• _TASK INSTRUCTIONS_
In the records that follow, find each line with "SecretString" and pull it out.

• _GIVEN DATA_
//! Configuration for the WHMCS client

use http::HeaderMap;
use secrecy::SecretString;
use std::time::Duration;

/// Default request timeout.
pub const DEFAULT_TIMEOUT: Duration = Duration::from_secs(30);

/// Default timeout for procedures known to be slow on the platform side
/// (invoice creation, quote acceptance, bulk invoice generation).
pub const DEFAULT_SLOW_TIMEOUT: Duration = Duration::from_secs(120);

/// Configuration for the WHMCS client.
///
/// Credentials are an API identifier/secret pair created under
/// *Setup > Staff Management > Manage API Credentials*. An access key is only
/// needed when the installation restricts API access by IP.
#[derive(Debug, Clone)]
pub struct ClientConfig {
    /// API credential identifier
    pub identifier: Option<SecretString>,

    /// API credential secret
    pub secret: Option<SecretString>,

    /// Optional access key that bypasses the IP allow-list
    pub access_key: Option<SecretString>,

    /// Base URL of the installation, e.g. `https://billing.example.com`
    pub base_url: Option<String>,

    /// Path of the API endpoint relative to the base URL
    pub api_path: Option<String>,

    /// Default timeout for requests
    pub timeout: Duration,

    /// Timeout applied to slow procedures
    pub slow_timeout: Duration,

    /// Custom user agent
    pub user_agent: Option<String>,

    /// Custom headers to include with every request
    pub default_headers: HeaderMap,
}

impl Default for ClientConfig {
    fn default() -> Self {
        Self {
            identifier: None,
            secret: None,
            access_key: None,
            base_url: None,
            api_path: None,
            timeout: DEFAULT_TIMEOUT,
            slow_timeout: DEFAULT_SLOW_TIMEOUT,
            user_agent: None,
            default_headers: HeaderMap::new(),
        }
    }
}

impl ClientConfig {
    /// Create a new configuration with an identifier/secret pair.
    pub fn with_credentials(identifier: impl Into<String>, secret: impl Into<String>) -> Self {
        Self {
            identifier: Some(secret_string(identifier)),
            secret: Some(secret_string(secret)),
            ..Default::default()
        }
    }

    /// Load configuration from environment variables.
    ///
    /// A `.env` file in the working directory is read first if present.
    /// This will look for:
    /// - `WHMCS_IDENTIFIER` and `WHMCS_SECRET` for authentication
    /// - `WHMCS_ACCESS_KEY` for the optional access key
    /// - `WHMCS_URL` for the installation base URL
    /// - `WHMCS_API_PATH` for a non-standard endpoint path
    /// - `WHMCS_TIMEOUT` and `WHMCS_SLOW_TIMEOUT` (in seconds)
    #[cfg(feature = "env")]
    pub fn from_env() -> Result<Self, crate::error::Error> {
        use std::env;

        let _ = dotenvy::dotenv();

        let mut config = Self::default();

        if let Ok(identifier) = env::var("WHMCS_IDENTIFIER") {
            config.identifier = Some(secret_string(identifier));
        }
        if let Ok(secret) = env::var("WHMCS_SECRET") {
            config.secret = Some(secret_string(secret));
        }
        if let Ok(access_key) = env::var("WHMCS_ACCESS_KEY") {
            config.access_key = Some(secret_string(access_key));
        }

        if let Ok(base_url) = env::var("WHMCS_URL") {
            config.base_url = Some(base_url);
        }
        if let Ok(api_path) = env::var("WHMCS_API_PATH") {
            config.api_path = Some(api_path);
        }

        if let Ok(timeout_str) = env::var("WHMCS_TIMEOUT") {
            config.timeout = parse_seconds("WHMCS_TIMEOUT", &timeout_str)?;
        }
        if let Ok(timeout_str) = env::var("WHMCS_SLOW_TIMEOUT") {
            config.slow_timeout = parse_seconds("WHMCS_SLOW_TIMEOUT", &timeout_str)?;
        }

        Ok(config)
    }

    /// Merge this configuration with another, with the other taking precedence.
    pub fn merge(mut self, other: ClientConfig) -> Self {
        if other.identifier.is_some() {
            self.identifier = other.identifier;
        }
        if other.secret.is_some() {
            self.secret = other.secret;
        }
        if other.access_key.is_some() {
            self.access_key = other.access_key;
        }
        if other.base_url.is_some() {
            self.base_url = other.base_url;
        }
        if other.api_path.is_some() {
            self.api_path = other.api_path;
        }
        if other.timeout != DEFAULT_TIMEOUT {
            self.timeout = other.timeout;
        }
        if other.slow_timeout != DEFAULT_SLOW_TIMEOUT {
            self.slow_timeout = other.slow_timeout;
        }
        if other.user_agent.is_some() {
            self.user_agent = other.user_agent;
        }
        for (key, value) in other.default_headers.iter() {
            self.default_headers.insert(key.clone(), value.clone());
        }

        self
    }
}

fn secret_string(value: impl Into<String>) -> SecretString {
    SecretString::new(value.into().into_boxed_str())
}

#[cfg(feature = "env")]
fn parse_seconds(name: &str, value: &str) -> Result<Duration, crate::error::Error> {
    value
        .trim()
        .parse::<u64>()
        .map(Duration::from_secs)
        .map_err(|_| {
            crate::error::Error::MissingConfig(format!(
                "{name} must be a whole number of seconds, got '{value}'"
            ))
        })
}

/// Builder for creating ClientConfig with a fluent API.
#[derive(Debug, Default)]
pub struct ClientConfigBuilder {
    config: ClientConfig,
}

impl ClientConfigBuilder {
    /// Create a new builder.
    pub fn new() -> Self {
        Self::default()
    }

    /// Set the API credential identifier.
    pub fn identifier(mut self, identifier: impl Into<String>) -> Self {
        self.config.identifier = Some(secret_string(identifier));
        self
    }

    /// Set the API credential secret.
    pub fn secret(mut self, secret: impl Into<String>) -> Self {
        self.config.secret = Some(secret_string(secret));
        self
    }

    /// Set the access key.
    pub fn access_key(mut self, access_key: impl Into<String>) -> Self {
        self.config.access_key = Some(secret_string(access_key));
        self
    }

    /// Set the base URL.
    pub fn base_url(mut self, base_url: impl Into<String>) -> Self {
        self.config.base_url = Some(base_url.into());
        self
    }

    /// Set the endpoint path.
    pub fn api_path(mut self, api_path: impl Into<String>) -> Self {
        self.config.api_path = Some(api_path.into());
        self
    }

    /// Set the request timeout.
    pub fn timeout(mut self, timeout: Duration) -> Self {
        self.config.timeout = timeout;
        self
    }

    /// Set the timeout used for slow procedures.
    pub fn slow_timeout(mut self, timeout: Duration) -> Self {
        self.config.slow_timeout = timeout;
        self
    }

    /// Set the user agent.
    pub fn user_agent(mut self, user_agent: impl Into<String>) -> Self {
        self.config.user_agent = Some(user_agent.into());
        self
    }

    /// Add a default header.
    ///
    /// # Errors
    ///
    /// Returns an error if the header name or value is invalid according to HTTP specifications.
    pub fn default_header(
        mut self,
        key: impl Into<String>,
        value: impl Into<String>,
    ) -> crate::Result<Self> {
        let key_str = key.into();
        let value_str = value.into();

        let key: http::HeaderName = key_str
            .parse()
            .map_err(|_| crate::Error::InvalidHeaderName(key_str.clone()))?;
        let value: http::HeaderValue = value_str
            .parse()
            .map_err(|_| crate::Error::InvalidHeaderValue(value_str.clone()))?;

        self.config.default_headers.insert(key, value);
        Ok(self)
    }

    /// Build the configuration.
    pub fn build(self) -> ClientConfig {
        self.config
    }
}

• _ANSWER BOX_
use secrecy::SecretString;
    pub identifier: Option<SecretString>,
    pub secret: Option<SecretString>,
    pub access_key: Option<SecretString>,
fn secret_string(value: impl Into<String>) -> SecretString {
    SecretString::new(value.into().into_boxed_str())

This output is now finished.